BEGIN Input for this task

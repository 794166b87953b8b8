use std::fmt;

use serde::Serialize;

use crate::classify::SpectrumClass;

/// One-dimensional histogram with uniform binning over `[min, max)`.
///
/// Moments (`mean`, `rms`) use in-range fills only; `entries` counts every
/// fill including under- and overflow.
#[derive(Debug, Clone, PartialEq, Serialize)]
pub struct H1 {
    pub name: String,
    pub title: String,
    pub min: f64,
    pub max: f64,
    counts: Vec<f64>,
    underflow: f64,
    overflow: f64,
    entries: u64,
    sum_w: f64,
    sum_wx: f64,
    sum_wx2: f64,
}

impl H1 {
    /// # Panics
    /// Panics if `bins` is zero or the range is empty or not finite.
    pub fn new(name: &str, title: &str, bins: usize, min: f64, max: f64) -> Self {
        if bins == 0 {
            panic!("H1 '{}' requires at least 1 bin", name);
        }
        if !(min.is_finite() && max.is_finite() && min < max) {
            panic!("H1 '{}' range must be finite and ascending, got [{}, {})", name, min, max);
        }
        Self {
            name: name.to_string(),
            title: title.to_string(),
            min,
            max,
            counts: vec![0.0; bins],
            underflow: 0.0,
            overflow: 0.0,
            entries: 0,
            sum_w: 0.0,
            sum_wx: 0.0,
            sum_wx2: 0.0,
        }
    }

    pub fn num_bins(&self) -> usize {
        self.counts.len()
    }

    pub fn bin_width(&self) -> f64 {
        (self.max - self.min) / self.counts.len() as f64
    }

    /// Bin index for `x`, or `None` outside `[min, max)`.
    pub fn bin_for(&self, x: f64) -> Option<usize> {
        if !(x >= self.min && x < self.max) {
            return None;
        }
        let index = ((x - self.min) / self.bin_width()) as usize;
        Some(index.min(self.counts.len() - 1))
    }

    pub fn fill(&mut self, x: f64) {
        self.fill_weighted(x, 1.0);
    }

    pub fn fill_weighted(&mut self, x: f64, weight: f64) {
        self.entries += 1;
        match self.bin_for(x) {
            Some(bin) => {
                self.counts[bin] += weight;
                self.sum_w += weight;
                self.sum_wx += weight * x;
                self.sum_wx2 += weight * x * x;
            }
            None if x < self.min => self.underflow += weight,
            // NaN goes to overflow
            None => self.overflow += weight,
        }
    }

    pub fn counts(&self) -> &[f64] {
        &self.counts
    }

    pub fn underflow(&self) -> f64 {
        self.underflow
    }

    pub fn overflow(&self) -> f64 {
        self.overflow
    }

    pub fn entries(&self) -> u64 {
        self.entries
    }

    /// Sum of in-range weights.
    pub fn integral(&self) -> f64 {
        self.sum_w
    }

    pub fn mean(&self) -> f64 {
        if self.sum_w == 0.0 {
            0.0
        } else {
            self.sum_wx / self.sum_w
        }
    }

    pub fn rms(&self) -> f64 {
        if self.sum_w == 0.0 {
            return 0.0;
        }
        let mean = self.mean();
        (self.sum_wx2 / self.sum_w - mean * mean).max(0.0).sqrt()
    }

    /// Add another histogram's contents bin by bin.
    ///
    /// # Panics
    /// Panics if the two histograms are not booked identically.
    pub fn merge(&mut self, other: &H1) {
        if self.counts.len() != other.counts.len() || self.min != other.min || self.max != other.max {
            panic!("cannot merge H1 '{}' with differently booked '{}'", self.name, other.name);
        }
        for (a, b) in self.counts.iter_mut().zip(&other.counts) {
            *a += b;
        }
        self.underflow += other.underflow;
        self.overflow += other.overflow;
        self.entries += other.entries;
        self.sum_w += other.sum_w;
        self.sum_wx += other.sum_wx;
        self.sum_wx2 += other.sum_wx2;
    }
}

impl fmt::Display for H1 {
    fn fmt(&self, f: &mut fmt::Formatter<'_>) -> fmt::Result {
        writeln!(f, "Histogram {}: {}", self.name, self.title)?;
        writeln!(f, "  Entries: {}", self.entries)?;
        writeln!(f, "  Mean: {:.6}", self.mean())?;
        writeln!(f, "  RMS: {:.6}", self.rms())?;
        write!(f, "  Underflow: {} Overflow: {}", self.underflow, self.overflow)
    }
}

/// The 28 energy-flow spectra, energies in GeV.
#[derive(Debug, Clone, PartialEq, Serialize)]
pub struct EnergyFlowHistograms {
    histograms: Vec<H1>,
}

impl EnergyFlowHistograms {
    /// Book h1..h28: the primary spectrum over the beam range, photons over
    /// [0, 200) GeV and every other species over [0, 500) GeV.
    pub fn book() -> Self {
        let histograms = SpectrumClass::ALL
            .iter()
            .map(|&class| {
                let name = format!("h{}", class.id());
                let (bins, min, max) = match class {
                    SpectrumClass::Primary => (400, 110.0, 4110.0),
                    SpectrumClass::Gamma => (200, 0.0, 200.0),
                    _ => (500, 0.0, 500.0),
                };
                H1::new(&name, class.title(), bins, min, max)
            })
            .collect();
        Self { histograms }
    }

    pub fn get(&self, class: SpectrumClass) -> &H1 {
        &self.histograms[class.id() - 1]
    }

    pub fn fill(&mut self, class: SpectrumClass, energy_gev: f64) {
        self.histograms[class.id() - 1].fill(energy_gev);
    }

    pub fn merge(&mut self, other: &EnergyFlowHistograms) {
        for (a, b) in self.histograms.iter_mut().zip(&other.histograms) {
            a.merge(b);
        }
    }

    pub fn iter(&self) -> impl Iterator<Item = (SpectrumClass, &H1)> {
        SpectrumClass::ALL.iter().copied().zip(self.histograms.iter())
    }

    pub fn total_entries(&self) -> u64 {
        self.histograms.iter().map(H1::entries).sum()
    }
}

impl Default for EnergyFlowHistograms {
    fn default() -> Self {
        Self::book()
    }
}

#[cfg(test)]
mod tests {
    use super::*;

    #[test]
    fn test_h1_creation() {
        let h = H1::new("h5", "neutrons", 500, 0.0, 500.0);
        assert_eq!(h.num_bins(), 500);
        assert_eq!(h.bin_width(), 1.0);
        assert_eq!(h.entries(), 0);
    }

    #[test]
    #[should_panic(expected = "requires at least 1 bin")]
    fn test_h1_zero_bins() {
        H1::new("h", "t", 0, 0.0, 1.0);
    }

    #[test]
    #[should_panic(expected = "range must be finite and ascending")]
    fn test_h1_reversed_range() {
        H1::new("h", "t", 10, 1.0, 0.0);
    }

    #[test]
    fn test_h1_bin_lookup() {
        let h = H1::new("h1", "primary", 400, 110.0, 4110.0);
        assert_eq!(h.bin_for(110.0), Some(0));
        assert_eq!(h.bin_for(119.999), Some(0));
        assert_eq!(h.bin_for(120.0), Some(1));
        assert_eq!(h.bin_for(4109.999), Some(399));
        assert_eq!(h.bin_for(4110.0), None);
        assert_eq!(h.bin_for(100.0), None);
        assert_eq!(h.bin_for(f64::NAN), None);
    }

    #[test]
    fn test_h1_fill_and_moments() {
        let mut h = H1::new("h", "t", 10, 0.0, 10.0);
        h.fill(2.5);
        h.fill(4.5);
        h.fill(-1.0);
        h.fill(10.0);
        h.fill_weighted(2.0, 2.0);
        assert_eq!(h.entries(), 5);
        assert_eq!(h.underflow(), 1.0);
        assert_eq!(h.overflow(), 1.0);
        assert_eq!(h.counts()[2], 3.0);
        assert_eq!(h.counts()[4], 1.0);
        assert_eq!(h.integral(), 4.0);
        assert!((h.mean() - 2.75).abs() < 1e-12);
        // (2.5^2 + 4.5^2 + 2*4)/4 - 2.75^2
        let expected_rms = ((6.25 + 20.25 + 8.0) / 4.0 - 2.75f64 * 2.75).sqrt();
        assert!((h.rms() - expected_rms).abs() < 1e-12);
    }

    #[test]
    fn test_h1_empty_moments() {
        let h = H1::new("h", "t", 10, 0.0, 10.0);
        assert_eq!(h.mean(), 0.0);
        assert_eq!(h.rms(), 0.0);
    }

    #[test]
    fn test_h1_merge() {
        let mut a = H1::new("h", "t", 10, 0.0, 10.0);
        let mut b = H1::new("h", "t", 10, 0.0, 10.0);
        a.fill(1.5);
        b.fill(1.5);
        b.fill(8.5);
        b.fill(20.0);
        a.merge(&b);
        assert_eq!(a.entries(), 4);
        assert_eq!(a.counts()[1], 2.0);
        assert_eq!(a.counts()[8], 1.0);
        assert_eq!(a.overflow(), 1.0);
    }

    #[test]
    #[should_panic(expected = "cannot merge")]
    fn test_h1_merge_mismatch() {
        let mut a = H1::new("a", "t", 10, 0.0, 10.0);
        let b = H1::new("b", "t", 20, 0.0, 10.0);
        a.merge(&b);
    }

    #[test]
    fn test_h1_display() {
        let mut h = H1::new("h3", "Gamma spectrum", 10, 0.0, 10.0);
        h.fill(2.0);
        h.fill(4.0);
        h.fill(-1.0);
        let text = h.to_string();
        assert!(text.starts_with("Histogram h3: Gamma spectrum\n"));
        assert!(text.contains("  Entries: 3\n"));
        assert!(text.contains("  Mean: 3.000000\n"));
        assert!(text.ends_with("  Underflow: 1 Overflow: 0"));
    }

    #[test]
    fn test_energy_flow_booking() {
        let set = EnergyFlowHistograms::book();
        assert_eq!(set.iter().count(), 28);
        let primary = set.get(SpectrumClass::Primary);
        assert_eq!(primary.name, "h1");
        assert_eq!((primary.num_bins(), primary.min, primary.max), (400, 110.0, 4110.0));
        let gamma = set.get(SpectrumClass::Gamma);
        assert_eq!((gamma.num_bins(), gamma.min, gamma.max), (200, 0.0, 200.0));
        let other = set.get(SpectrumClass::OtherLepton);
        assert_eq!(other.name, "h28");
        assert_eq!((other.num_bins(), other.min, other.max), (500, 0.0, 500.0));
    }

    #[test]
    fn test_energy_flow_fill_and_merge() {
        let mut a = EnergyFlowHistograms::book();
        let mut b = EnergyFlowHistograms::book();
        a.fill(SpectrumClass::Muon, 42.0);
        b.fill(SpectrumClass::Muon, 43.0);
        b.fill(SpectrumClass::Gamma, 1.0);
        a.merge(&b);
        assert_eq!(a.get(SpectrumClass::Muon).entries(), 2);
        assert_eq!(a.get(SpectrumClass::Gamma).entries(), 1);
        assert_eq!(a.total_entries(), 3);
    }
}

END Input for this task
BEGIN Input for this task

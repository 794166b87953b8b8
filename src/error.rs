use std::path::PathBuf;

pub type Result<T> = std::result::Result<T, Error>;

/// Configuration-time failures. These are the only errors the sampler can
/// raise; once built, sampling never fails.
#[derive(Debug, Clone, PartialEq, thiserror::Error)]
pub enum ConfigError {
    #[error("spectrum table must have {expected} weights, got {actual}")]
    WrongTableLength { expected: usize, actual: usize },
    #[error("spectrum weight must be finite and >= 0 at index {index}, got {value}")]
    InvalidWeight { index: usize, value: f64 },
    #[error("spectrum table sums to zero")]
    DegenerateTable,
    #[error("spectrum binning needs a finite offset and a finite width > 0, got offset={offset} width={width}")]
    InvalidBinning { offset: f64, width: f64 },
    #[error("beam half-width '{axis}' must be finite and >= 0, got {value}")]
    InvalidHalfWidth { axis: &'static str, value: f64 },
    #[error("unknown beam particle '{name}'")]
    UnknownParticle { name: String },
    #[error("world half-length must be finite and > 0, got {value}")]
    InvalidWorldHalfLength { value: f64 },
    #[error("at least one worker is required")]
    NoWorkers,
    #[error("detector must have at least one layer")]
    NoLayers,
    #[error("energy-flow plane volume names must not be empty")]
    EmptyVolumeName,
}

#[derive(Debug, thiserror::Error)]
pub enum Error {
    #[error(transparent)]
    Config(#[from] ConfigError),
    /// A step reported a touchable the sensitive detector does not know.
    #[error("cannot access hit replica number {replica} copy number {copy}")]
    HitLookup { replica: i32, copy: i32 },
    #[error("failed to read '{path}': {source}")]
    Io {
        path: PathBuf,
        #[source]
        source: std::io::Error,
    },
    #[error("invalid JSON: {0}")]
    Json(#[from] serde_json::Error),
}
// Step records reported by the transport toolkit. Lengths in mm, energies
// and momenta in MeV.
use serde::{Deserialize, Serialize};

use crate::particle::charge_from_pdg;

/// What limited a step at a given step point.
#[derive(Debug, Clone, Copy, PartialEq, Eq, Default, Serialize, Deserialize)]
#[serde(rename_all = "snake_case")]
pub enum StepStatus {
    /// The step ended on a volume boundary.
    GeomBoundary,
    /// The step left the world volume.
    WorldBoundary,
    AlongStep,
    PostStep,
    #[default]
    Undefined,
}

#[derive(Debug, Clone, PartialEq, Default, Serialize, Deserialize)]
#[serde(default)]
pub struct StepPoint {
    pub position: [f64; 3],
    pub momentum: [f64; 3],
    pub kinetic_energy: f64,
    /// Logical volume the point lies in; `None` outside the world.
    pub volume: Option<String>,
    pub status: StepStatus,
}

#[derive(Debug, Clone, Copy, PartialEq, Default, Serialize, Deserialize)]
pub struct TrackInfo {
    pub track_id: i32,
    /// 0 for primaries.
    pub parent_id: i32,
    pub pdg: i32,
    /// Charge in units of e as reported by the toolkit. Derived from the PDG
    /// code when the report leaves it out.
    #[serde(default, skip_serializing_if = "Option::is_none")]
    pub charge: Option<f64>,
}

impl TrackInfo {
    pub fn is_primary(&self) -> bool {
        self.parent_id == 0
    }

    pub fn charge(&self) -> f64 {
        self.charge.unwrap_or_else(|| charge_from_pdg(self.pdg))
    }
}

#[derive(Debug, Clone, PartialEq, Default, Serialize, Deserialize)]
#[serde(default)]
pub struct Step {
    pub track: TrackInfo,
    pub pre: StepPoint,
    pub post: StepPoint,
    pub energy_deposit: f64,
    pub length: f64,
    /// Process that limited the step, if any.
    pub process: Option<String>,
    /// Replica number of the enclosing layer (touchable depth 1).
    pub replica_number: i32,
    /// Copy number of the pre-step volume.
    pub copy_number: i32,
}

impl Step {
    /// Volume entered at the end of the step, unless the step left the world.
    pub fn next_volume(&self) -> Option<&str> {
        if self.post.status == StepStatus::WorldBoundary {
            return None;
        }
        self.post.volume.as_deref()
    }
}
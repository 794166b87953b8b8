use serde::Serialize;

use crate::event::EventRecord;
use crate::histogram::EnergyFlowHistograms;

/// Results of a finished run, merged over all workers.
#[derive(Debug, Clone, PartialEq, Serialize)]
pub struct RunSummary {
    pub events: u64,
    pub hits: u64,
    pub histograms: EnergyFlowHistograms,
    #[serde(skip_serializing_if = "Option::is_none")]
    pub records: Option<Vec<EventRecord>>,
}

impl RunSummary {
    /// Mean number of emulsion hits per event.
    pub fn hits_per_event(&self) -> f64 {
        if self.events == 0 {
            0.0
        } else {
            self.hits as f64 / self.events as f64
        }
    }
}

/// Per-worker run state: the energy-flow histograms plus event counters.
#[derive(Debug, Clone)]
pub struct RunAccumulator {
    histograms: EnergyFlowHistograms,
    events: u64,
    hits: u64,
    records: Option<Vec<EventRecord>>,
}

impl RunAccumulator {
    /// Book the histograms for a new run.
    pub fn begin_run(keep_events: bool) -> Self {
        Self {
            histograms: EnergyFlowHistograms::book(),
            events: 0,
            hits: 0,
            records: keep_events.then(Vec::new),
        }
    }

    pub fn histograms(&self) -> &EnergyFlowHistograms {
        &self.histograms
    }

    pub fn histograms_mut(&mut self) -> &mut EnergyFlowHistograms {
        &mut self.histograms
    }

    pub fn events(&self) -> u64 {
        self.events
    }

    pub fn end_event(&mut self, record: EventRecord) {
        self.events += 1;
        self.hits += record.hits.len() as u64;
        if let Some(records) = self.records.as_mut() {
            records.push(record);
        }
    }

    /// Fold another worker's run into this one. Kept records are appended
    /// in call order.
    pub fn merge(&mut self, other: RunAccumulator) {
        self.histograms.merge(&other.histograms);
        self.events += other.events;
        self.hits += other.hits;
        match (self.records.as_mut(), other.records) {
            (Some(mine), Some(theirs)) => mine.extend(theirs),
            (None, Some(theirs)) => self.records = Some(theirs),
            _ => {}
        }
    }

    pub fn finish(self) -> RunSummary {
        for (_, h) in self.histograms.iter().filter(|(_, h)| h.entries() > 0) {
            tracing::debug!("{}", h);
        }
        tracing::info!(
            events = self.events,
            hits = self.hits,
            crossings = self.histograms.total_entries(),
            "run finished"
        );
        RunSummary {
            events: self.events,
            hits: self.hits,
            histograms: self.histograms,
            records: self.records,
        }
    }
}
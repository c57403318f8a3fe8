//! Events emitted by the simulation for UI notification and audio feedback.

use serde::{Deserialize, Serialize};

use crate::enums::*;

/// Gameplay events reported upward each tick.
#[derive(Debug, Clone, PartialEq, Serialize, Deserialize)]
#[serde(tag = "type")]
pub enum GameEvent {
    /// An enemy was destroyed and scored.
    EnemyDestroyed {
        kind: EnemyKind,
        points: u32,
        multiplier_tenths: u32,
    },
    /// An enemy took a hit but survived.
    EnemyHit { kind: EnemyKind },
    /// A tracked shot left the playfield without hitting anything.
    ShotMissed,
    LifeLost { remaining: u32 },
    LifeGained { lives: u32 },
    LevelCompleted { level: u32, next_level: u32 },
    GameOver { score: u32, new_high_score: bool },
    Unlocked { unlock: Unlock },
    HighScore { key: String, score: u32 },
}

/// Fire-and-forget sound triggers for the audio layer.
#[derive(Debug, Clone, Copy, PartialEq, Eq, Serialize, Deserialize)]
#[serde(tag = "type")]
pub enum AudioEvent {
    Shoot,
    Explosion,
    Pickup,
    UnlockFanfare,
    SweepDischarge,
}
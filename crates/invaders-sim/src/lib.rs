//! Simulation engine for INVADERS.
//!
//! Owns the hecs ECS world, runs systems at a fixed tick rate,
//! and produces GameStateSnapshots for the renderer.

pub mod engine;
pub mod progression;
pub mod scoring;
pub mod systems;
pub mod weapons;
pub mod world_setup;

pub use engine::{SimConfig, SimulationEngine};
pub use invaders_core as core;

END Input for this task

* **Your goal**: Wherever the string "Deserialize" appears in the records above, copy the line it sits in.

* **Output for this task**:
use serde::{Deserialize, Serialize};
#[derive(Debug, Clone, Copy, PartialEq, Eq, Default, Serialize, Deserialize)]
#[derive(Debug, Clone, PartialEq, Default, Serialize, Deserialize)]
#[derive(Debug, Clone, Copy, PartialEq, Default, Serialize, Deserialize)]
#[derive(Debug, Clone, PartialEq, Default, Serialize, Deserialize)]
use serde::{Deserialize, Serialize};
#[derive(Debug, Clone, PartialEq, Serialize, Deserialize)]
#[derive(Debug, Clone, Copy, PartialEq, Eq, Serialize, Deserialize)]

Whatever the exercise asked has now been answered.